2

REPUBLIC OF NAMIBIA

NOT REPORTABLE

HIGH COURT OF NAMIBIA MAIN DIVISION, WINDHOEK

APPLICATION FOR LEAVE TO APPEAL

JUDGMENT

CASE NO: CC 13/2013

In the matter between:

GABRIEL JONA PETRUS APPLICANT

vs

THE STATE RESPONDENT

Neutral citation: Petrus v State (CC 13/2013) [2014] NAHCMD 234 (05 August 2014)

Coram: SIBOLEKA J

Heard on: 16 July 2014

Delivered on: 05 August 2014

Flynote: This court sentenced the applicant to 45 years for strangulating his ex-girlfriend to death in her room and to 5 years in prison for locking the deceased’s roommate Erika Embashu inside the wardrobe. He says the sentence is severe, hence the application for leave to appeal.

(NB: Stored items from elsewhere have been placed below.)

//! Departments Repository

use async_trait::async_trait;
use mockall::automock;
use sqlx::{FromRow, PgPool, Postgres, Row, postgres::PgRow, query_as, query_scalar};

use crate::domain::{
    departments::records::{DepartmentId, DepartmentRecord, NewDepartmentRecord},
    status::Status,
};

const FIND_BY_NAME_SQL: &str = include_str!("sql/find_by_name.sql");
const FIND_BY_CODE_SQL: &str = include_str!("sql/find_by_code.sql");
const GET_DEPARTMENT_SQL: &str = include_str!("sql/get_department.sql");
const SEARCH_DEPARTMENT_SQL: &str = include_str!("sql/search_department.sql");
const LIST_DEPARTMENTS_SQL: &str = include_str!("sql/list_departments.sql");
const CREATE_DEPARTMENT_SQL: &str = include_str!("sql/create_department.sql");
const UPDATE_DEPARTMENT_SQL: &str = include_str!("sql/update_department.sql");

#[automock]
#[async_trait]
/// Department persistence operations.
pub trait DepartmentsRepository: Send + Sync {
    /// Id of the department holding `name`, if any.
    async fn find_by_name(&self, name: &str) -> Result<Option<DepartmentId>, sqlx::Error>;

    /// Id of the department holding `code`, if any.
    async fn find_by_code(&self, code: &str) -> Result<Option<DepartmentId>, sqlx::Error>;

    async fn find_by_department_id(
        &self,
        id: DepartmentId,
    ) -> Result<Option<DepartmentRecord>, sqlx::Error>;

    /// Finds a department holding exactly this name, code and status, preferring
    /// the department identified by `id` when several match.
    async fn search_department(
        &self,
        id: DepartmentId,
        name: &str,
        code: &str,
        status: Status,
    ) -> Result<Option<DepartmentRecord>, sqlx::Error>;

    async fn fetch_all_departments(&self) -> Result<Vec<DepartmentRecord>, sqlx::Error>;

    /// Inserts a department and returns it with its assigned id.
    async fn insert_department(
        &self,
        department: NewDepartmentRecord,
    ) -> Result<DepartmentRecord, sqlx::Error>;

    /// Overwrites the stored fields of an existing department.
    async fn save_department(
        &self,
        department: DepartmentRecord,
    ) -> Result<DepartmentRecord, sqlx::Error>;
}

#[derive(Debug, Clone)]
/// PostgreSQL-backed departments repository.
pub struct PgDepartmentsRepository {
    pool: PgPool,
}

impl PgDepartmentsRepository {
    /// Creates a new repository instance.
    #[must_use]
    pub fn new(pool: PgPool) -> Self {
        Self { pool }
    }
}

#[async_trait]
impl DepartmentsRepository for PgDepartmentsRepository {
    async fn find_by_name(&self, name: &str) -> Result<Option<DepartmentId>, sqlx::Error> {
        let id: Option<i64> = query_scalar(FIND_BY_NAME_SQL)
            .bind(name)
            .fetch_optional(&self.pool)
            .await?;

        Ok(id.map(DepartmentId::from_i64))
    }

    async fn find_by_code(&self, code: &str) -> Result<Option<DepartmentId>, sqlx::Error> {
        let id: Option<i64> = query_scalar(FIND_BY_CODE_SQL)
            .bind(code)
            .fetch_optional(&self.pool)
            .await?;

        Ok(id.map(DepartmentId::from_i64))
    }

    async fn find_by_department_id(
        &self,
        id: DepartmentId,
    ) -> Result<Option<DepartmentRecord>, sqlx::Error> {
        query_as::<Postgres, DepartmentRecord>(GET_DEPARTMENT_SQL)
            .bind(id.into_i64())
            .fetch_optional(&self.pool)
            .await
    }

    async fn search_department(
        &self,
        id: DepartmentId,
        name: &str,
        code: &str,
        status: Status,
    ) -> Result<Option<DepartmentRecord>, sqlx::Error> {
        query_as::<Postgres, DepartmentRecord>(SEARCH_DEPARTMENT_SQL)
            .bind(id.into_i64())
            .bind(name)
            .bind(code)
            .bind(status.as_str())
            .fetch_optional(&self.pool)
            .await
    }

    async fn fetch_all_departments(&self) -> Result<Vec<DepartmentRecord>, sqlx::Error> {
        query_as::<Postgres, DepartmentRecord>(LIST_DEPARTMENTS_SQL)
            .fetch_all(&self.pool)
            .await
    }

    async fn insert_department(
        &self,
        department: NewDepartmentRecord,
    ) -> Result<DepartmentRecord, sqlx::Error> {
        query_as::<Postgres, DepartmentRecord>(CREATE_DEPARTMENT_SQL)
            .bind(department.name)
            .bind(department.code)
            .bind(department.status.as_str())
            .fetch_one(&self.pool)
            .await
    }

    async fn save_department(
        &self,
        department: DepartmentRecord,
    ) -> Result<DepartmentRecord, sqlx::Error> {
        query_as::<Postgres, DepartmentRecord>(UPDATE_DEPARTMENT_SQL)
            .bind(department.id.into_i64())
            .bind(department.name)
            .bind(department.code)
            .bind(department.status.as_str())
            .fetch_one(&self.pool)
            .await
    }
}

impl<'r> FromRow<'r, PgRow> for DepartmentRecord {
    fn from_row(row: &'r PgRow) -> sqlx::Result<Self> {
        let status: String = row.try_get("status")?;

        let status = status.parse::<Status>().map_err(|e| sqlx::Error::ColumnDecode {
            index: "status".to_string(),
            source: Box::new(e),
        })?;

        Ok(Self {
            id: DepartmentId::from_i64(row.try_get("id")?),
            name: row.try_get("department_name")?,
            code: row.try_get("code")?,
            status,
        })
    }
}

#[cfg(test)]
mod tests {
    use testresult::TestResult;

    use crate::test::TestDb;

    use super::*;

    fn surgical() -> NewDepartmentRecord {
        NewDepartmentRecord {
            name: "Surgical".to_string(),
            code: "SRG".to_string(),
            status: Status::Active,
        }
    }

    #[tokio::test]
    #[ignore = "requires a Docker daemon for the PostgreSQL test container"]
    async fn insert_assigns_id_and_lookups_find_it() -> TestResult {
        let db = TestDb::new().await;
        let repository = PgDepartmentsRepository::new(db.pool().clone());

        let created = repository.insert_department(surgical()).await?;

        assert_eq!(repository.find_by_name("Surgical").await?, Some(created.id));
        assert_eq!(repository.find_by_code("SRG").await?, Some(created.id));
        assert_eq!(
            repository.find_by_department_id(created.id).await?,
            Some(created.clone())
        );
        assert_eq!(repository.find_by_name("Radiology").await?, None);

        Ok(())
    }

    #[tokio::test]
    #[ignore = "requires a Docker daemon for the PostgreSQL test container"]
    async fn search_prefers_the_requested_department() -> TestResult {
        let db = TestDb::new().await;
        let repository = PgDepartmentsRepository::new(db.pool().clone());

        let created = repository.insert_department(surgical()).await?;

        let found = repository
            .search_department(created.id, "Surgical", "SRG", Status::Active)
            .await?;

        assert_eq!(found, Some(created.clone()));

        let missing = repository
            .search_department(created.id, "Surgical", "SRG", Status::Inactive)
            .await?;

        assert_eq!(missing, None);

        Ok(())
    }

    #[tokio::test]
    #[ignore = "requires a Docker daemon for the PostgreSQL test container"]
    async fn search_finds_other_department_holding_the_same_values() -> TestResult {
        let db = TestDb::new().await;
        let repository = PgDepartmentsRepository::new(db.pool().clone());

        let surgical = repository.insert_department(surgical()).await?;
        let radiology = repository
            .insert_department(NewDepartmentRecord {
                name: "Radiology".to_string(),
                code: "RAD".to_string(),
                status: Status::Active,
            })
            .await?;

        let found = repository
            .search_department(radiology.id, "Surgical", "SRG", Status::Active)
            .await?;

        assert_eq!(found, Some(surgical));

        Ok(())
    }

    #[tokio::test]
    #[ignore = "requires a Docker daemon for the PostgreSQL test container"]
    async fn save_overwrites_fields_and_list_keeps_insert_order() -> TestResult {
        let db = TestDb::new().await;
        let repository = PgDepartmentsRepository::new(db.pool().clone());

        let first = repository.insert_department(surgical()).await?;
        let second = repository
            .insert_department(NewDepartmentRecord {
                name: "Radiology".to_string(),
                code: "RAD".to_string(),
                status: Status::Active,
            })
            .await?;

        let saved = repository
            .save_department(DepartmentRecord {
                status: Status::Inactive,
                ..first.clone()
            })
            .await?;

        assert_eq!(saved.status, Status::Inactive);

        let all = repository.fetch_all_departments().await?;
        let ids: Vec<DepartmentId> = all.iter().map(|d| d.id).collect();

        assert_eq!(ids, vec![first.id, second.id]);

        Ok(())
    }

    #[tokio::test]
    #[ignore = "requires a Docker daemon for the PostgreSQL test container"]
    async fn duplicate_name_is_a_unique_violation() -> TestResult {
        let db = TestDb::new().await;
        let repository = PgDepartmentsRepository::new(db.pool().clone());

        repository.insert_department(surgical()).await?;

        let result = repository
            .insert_department(NewDepartmentRecord {
                code: "SRG2".to_string(),
                ..surgical()
            })
            .await;

        let kind = result
            .as_ref()
            .err()
            .and_then(sqlx::Error::as_database_error)
            .map(sqlx::error::DatabaseError::kind);

        assert!(
            matches!(kind, Some(sqlx::error::ErrorKind::UniqueViolation)),
            "expected unique violation, got {result:?}"
        );

        Ok(())
    }
}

Summary: During the night on the day of the incident the applicant intruded his ex-girlfriend’s room and strangulated her with a tie until she died. Her roommate Erika Embashu was locked inside the wardrobe, and was held there until the applicant felt he was about to leave the scene. Before he left the scene he touched and called the deceased’s name more than once, there was no reply because she was already dead. The applicant told Erika Embashu he was just making sure the deceased was indeed dead because he did not want to leave her alive on this earth.

Held: The dominant criterion in deciding an application for leave to appeal is whether or not the applicant has reasonable prospects of success on appeal.

Held: In the particular circumstances of this case the court is not satisfied that the applicant has reasonable prospects of success on appeal.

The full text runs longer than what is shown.